September 17, 2019 –Today, in recognition of National Recovery Month, the Alliance for Addiction Payment Reform (Alliance) announced demonstration pilots for the Addiction Recovery Medical Home - Alternative Payment Model (ARMH-APM) and a new consensus episode of care definition aimed to improve long-term outcomes for addiction treatment and recovery. The work represents collaborative efforts between the Alliance and payer and provider partners in Connecticut, Kentucky, North Carolina, Tennessee, Texas, and Washington D.C. to advance value-based payment demonstration efforts that will save lives, focus on improving outcomes, and reduce health costs.
“Transforming the delivery of addiction treatment and recovery services in America is going to take visionary leadership from all sectors of health care,” said Greg Williams, manager of the Alliance for Addiction Payment Reform from Third Horizon Strategies and a person in long-term recovery from addiction. “No longer can we afford to try the same thing over and over and expect different results. Today, this group of health care organizations is taking revolutionary steps forward to solve for the perverse incentives that have led to persistent network adequacy failures and fragmented services for the over 20 million individuals suffering from substance use disorders and their families.”

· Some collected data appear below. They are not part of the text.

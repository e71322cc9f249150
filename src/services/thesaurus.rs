use async_trait::async_trait;
use serde::Deserialize;

use super::{check_status, Thesaurus, WordRelations};
use crate::error::ServiceError;
use crate::language::Language;

/// At most this many synonyms and this many antonyms are returned.
const MAX_RELATIONS: usize = 10;

#[derive(Deserialize)]
struct DatamuseWord {
    word: String,
}

/// English word relations from the Datamuse API. Every other language, and
/// every failure, yields empty lists.
pub struct Datamuse {
    client: reqwest::Client,
    url: String,
}

impl Datamuse {
    pub fn new(client: reqwest::Client, url: impl Into<String>) -> Self {
        Self {
            client,
            url: url.into(),
        }
    }

    async fn related(&self, relation: &str, word: &str) -> Result<Vec<String>, ServiceError> {
        let resp = self
            .client
            .get(&self.url)
            .query(&[(relation, word), ("max", "50")])
            .send()
            .await?;
        let words: Vec<DatamuseWord> = check_status(resp, "Thesaurus").await?.json().await?;

        let mut out: Vec<String> = Vec::new();
        for w in words {
            if !out.contains(&w.word) {
                out.push(w.word);
            }
            if out.len() == MAX_RELATIONS {
                break;
            }
        }
        Ok(out)
    }
}

#[async_trait]
impl Thesaurus for Datamuse {
    async fn lookup(&self, word: &str, language: Language) -> WordRelations {
        let word = word.trim();
        if language != Language::En || word.is_empty() {
            return WordRelations::default();
        }

        let lists = futures_util::future::try_join(
            self.related("rel_syn", word),
            self.related("rel_ant", word),
        )
        .await;

        match lists {
            Ok((synonyms, antonyms)) => WordRelations { synonyms, antonyms },
            Err(e) => {
                log::warn!("Thesaurus lookup for '{word}' failed, returning nothing: {e}");
                WordRelations::default()
            }
        }
    }
}

#[cfg(test)]
mod tests {
    use super::*;
    use mockito::Matcher;

    #[tokio::test]
    async fn returns_deduplicated_capped_lists() {
        let mut server = mockito::Server::new_async().await;
        let many: Vec<String> = (0..15).map(|i| format!(r#"{{"word":"w{i}"}}"#)).collect();
        let syn = server
            .mock("GET", "/")
            .match_query(Matcher::UrlEncoded("rel_syn".into(), "happy".into()))
            .with_status(200)
            .with_body(format!(
                r#"[{{"word":"glad"}},{{"word":"glad"}},{}]"#,
                many.join(",")
            ))
            .create_async()
            .await;
        let ant = server
            .mock("GET", "/")
            .match_query(Matcher::UrlEncoded("rel_ant".into(), "happy".into()))
            .with_status(200)
            .with_body(r#"[{"word":"unhappy","score":100},{"word":"sad"}]"#)
            .create_async()
            .await;

        let thesaurus = Datamuse::new(reqwest::Client::new(), server.url());
        let rel = thesaurus.lookup("happy", Language::En).await;

        syn.assert_async().await;
        ant.assert_async().await;
        assert_eq!(rel.synonyms.len(), MAX_RELATIONS);
        assert_eq!(rel.synonyms[0], "glad");
        assert_eq!(rel.synonyms[1], "w0");
        assert_eq!(rel.antonyms, vec!["unhappy", "sad"]);
    }

    #[tokio::test]
    async fn other_languages_skip_the_network() {
        let mut server = mockito::Server::new_async().await;
        let mock = server.mock("GET", Matcher::Any).expect(0).create_async().await;

        let thesaurus = Datamuse::new(reqwest::Client::new(), server.url());
        let rel = thesaurus.lookup("खुश", Language::Hi).await;

        mock.assert_async().await;
        assert!(rel.is_empty());
    }

    #[tokio::test]
    async fn failures_degrade_to_empty() {
        let mut server = mockito::Server::new_async().await;
        let _mock = server
            .mock("GET", Matcher::Any)
            .with_status(500)
            .create_async()
            .await;

        let thesaurus = Datamuse::new(reqwest::Client::new(), server.url());
        assert!(thesaurus.lookup("happy", Language::En).await.is_empty());

        let unreachable = Datamuse::new(reqwest::Client::new(), "http://127.0.0.1:9");
        assert!(unreachable.lookup("happy", Language::En).await.is_empty());
    }
}
/// Core parsing logic.
///
/// Holds the token cursor, the `ParseResult` alias and the public entry
/// points. Parsing begins here and descends through the precedence ladder.
pub mod core;

/// Binary operator parsing.
///
/// One generic left-folding loop, instantiated for each precedence level from
/// `and`/`or` down to `**`.
pub mod binary;

/// Prefix operators, calls and atoms.
///
/// The tightest-binding levels of the grammar: `+`, `-` and `not` prefixes,
/// postfix call syntax, literals, names and parenthesised expressions.
pub mod unary;

/// Control flow and function definitions.
///
/// Parses `if`/`elif`/`else`, `for`, `while` and `fn` forms, all of which
/// take `{ expr }` bodies.
pub mod control;

/// Shared parser helpers.
///
/// Comma-separated lists, braced bodies and the rule that decides which of
/// two competing error messages is reported.
pub mod utils;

Addiction treatment has historically largely been delivered only in acute care settings which are inherently more expensive and have minimal ability to achieve quality outcomes when utilized in isolation, as opposed to a chronic care model designed to create long-term sustainable recovery outcomes. The ARMH-APM framework establishes a broad continuum of care ranging from emergent and stabilizing acute-care settings linking with community-based services and recovery supports that are essential to supporting individuals’ needs in a chronic disease management approach.
“Overdoses have risen to become the leading cause of accidental death for those under 50, while alcohol-related deaths still out-pace those from opioids with far less public attention paid to that substance,” said David Smith, a lead architect of the ARMH-APM and founder of Third Horizon Strategies. “The Addiction Recovery Medical Home Alternative Payment Model promotes improved integration of comprehensive substance use treatment and recovery support services with corresponding financial incentives that benefit all stakeholders when the individual is engaged with an integrated care team.”

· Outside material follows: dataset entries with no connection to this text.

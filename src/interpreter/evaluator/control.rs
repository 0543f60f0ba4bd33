use std::{cmp::Ordering, rc::Rc};

use crate::{
    ast::{Expr, ForExprContext, IfCase},
    error::RuntimeErrorKind,
    interpreter::{
        evaluator::core::EvalResult,
        scope::Context,
        value::{core::Value, number::Number},
    },
    span::Span,
};

impl Context {
    /// Evaluates an `if`/`elif`/`else` chain.
    ///
    /// Conditions are tested in order. The body of the first truthy one is
    /// evaluated and its result returned; later arms are never touched. With
    /// no match the `else` body runs, or the expression yields nothing.
    pub(crate) fn eval_if(self: &Rc<Self>,
                          cases: &[IfCase],
                          else_body: Option<&Expr>)
                          -> EvalResult<Option<Value>> {
        for case in cases {
            if self.eval_condition(&case.condition)? {
                return self.eval(&case.body);
            }
        }
        else_body.map_or(Ok(None), |body| self.eval(body))
    }

    /// Evaluates a counting `for` loop.
    ///
    /// Start, end and step are evaluated once, before the first iteration.
    /// The loop variable is written into this frame before every bound
    /// check, so once the loop ends it holds the first value that failed the
    /// check. With a non-negative step the loop runs while the variable is
    /// below `end`; with a negative step, while it is above.
    ///
    /// No child frame is created: the loop variable and anything the body
    /// assigns stay bound after the loop.
    ///
    /// # Parameters
    /// - `context`: Loop header and body.
    /// - `span`: Span of the whole loop, given to the loop variable's values.
    pub(crate) fn eval_for(self: &Rc<Self>,
                           context: &ForExprContext,
                           span: &Span)
                           -> EvalResult<()> {
        let start = self.eval_number(&context.start)?;
        let end = self.eval_number(&context.end)?;
        let step = match &context.step {
            Some(step) => self.eval_number(step)?,
            None => Number::Int(1),
        };

        let ascending = step.compare(Number::Int(0)) != Some(Ordering::Less);
        let mut current = start;
        let mut iterations = 0_u64;

        loop {
            self.define(&context.var, self.stamp(Value::number(current, span.clone()), span));

            let keep_going = if ascending {
                current.compare(end) == Some(Ordering::Less)
            } else {
                current.compare(end) == Some(Ordering::Greater)
            };
            if !keep_going {
                break;
            }

            self.eval(&context.body)?;
            iterations += 1;
            current = current.checked_add(step).map_err(|kind| self.raise(kind, span))?;
        }

        log::debug!("for loop over '{}' ran {iterations} iteration(s)", context.var);
        Ok(())
    }

    /// Evaluates a `while` loop in this frame.
    pub(crate) fn eval_while(self: &Rc<Self>, condition: &Expr, body: &Expr) -> EvalResult<()> {
        let mut iterations = 0_u64;
        while self.eval_condition(condition)? {
            self.eval(body)?;
            iterations += 1;
        }
        log::debug!("while loop ran {iterations} iteration(s)");
        Ok(())
    }

    fn eval_condition(self: &Rc<Self>, condition: &Expr) -> EvalResult<bool> {
        self.eval_value(condition)?
            .is_true()
            .map_err(|e| e.or_context(self))
    }

    fn eval_number(self: &Rc<Self>, expr: &Expr) -> EvalResult<Number> {
        let value = self.eval_value(expr)?;
        value.as_number().ok_or_else(|| {
                             let details =
                                 format!("for loop bounds must be numbers, found {}",
                                         value.type_name());
                             self.raise(RuntimeErrorKind::IllegalOperation(details), expr.span())
                         })
    }
}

The Alliance’s current work is built on the foundational effort convened by Leavitt Partners, Facing Addiction with NCADD, and Third Horizon Strategies to develop an APM that could be scaled and advanced through interested parties. In September 2018, the Alliance published the ARMH-APM white paper. Today, the Alliance is releasing an important update to this foundational document that includes a new comprehensive bundle definition prepared in collaboration with Remedy for health care stakeholders who desire to implement the model.
“An episode of care-based model for addiction recovery creates a wholesale, top-to-bottom reordering of the way health care is delivered, measured and paid for,” said François de Brantes, Senior Vice President of commercial business lines for Remedy.
In addition to ARMH-APM specific pilot projects, the Alliance is proud to be collaborating with organizations that have adopted general principles of the ARMH and are operationalizing related value-based payment models for addiction treatment and recovery services.
“We launched Eleanor Health as the first addiction treatment organization developed for value-based care and have been guided by the important work of Alliance for Addiction Payment Reform,” said Corbin Petro CEO and Co-Founder of Eleanor Health. “We are committed to supporting individuals with substance use disorder from a chronic disease management framework and being reimbursed by payer partners accordingly by producing long-term measurable positive health outcomes.”
The Alliance intends to continue supporting the ARMH-APM in additional demonstration markets in 2019 and beyond. A research methodology is being developed to study the effects of value-based models when compared to fee-for-service models of care and to study correlations between specific model tenets and the corresponding outputs.
“As health care increasingly moves towards value-based reimbursement strategies, the Addiction Recovery Medical Home Alternative Payment Model provides a promising learning opportunity for a condition that historically has been left out of most payment innovation efforts,” said Dr. Mark McClellan founding Director of the Duke-Margolis Center for Health Policy at Duke University and Former Administrator of the Centers for Medicare & Medicaid Services. “What we can learn from these important pilots will help to inform the future of care delivery for addiction and co-occurring mental health disorders.”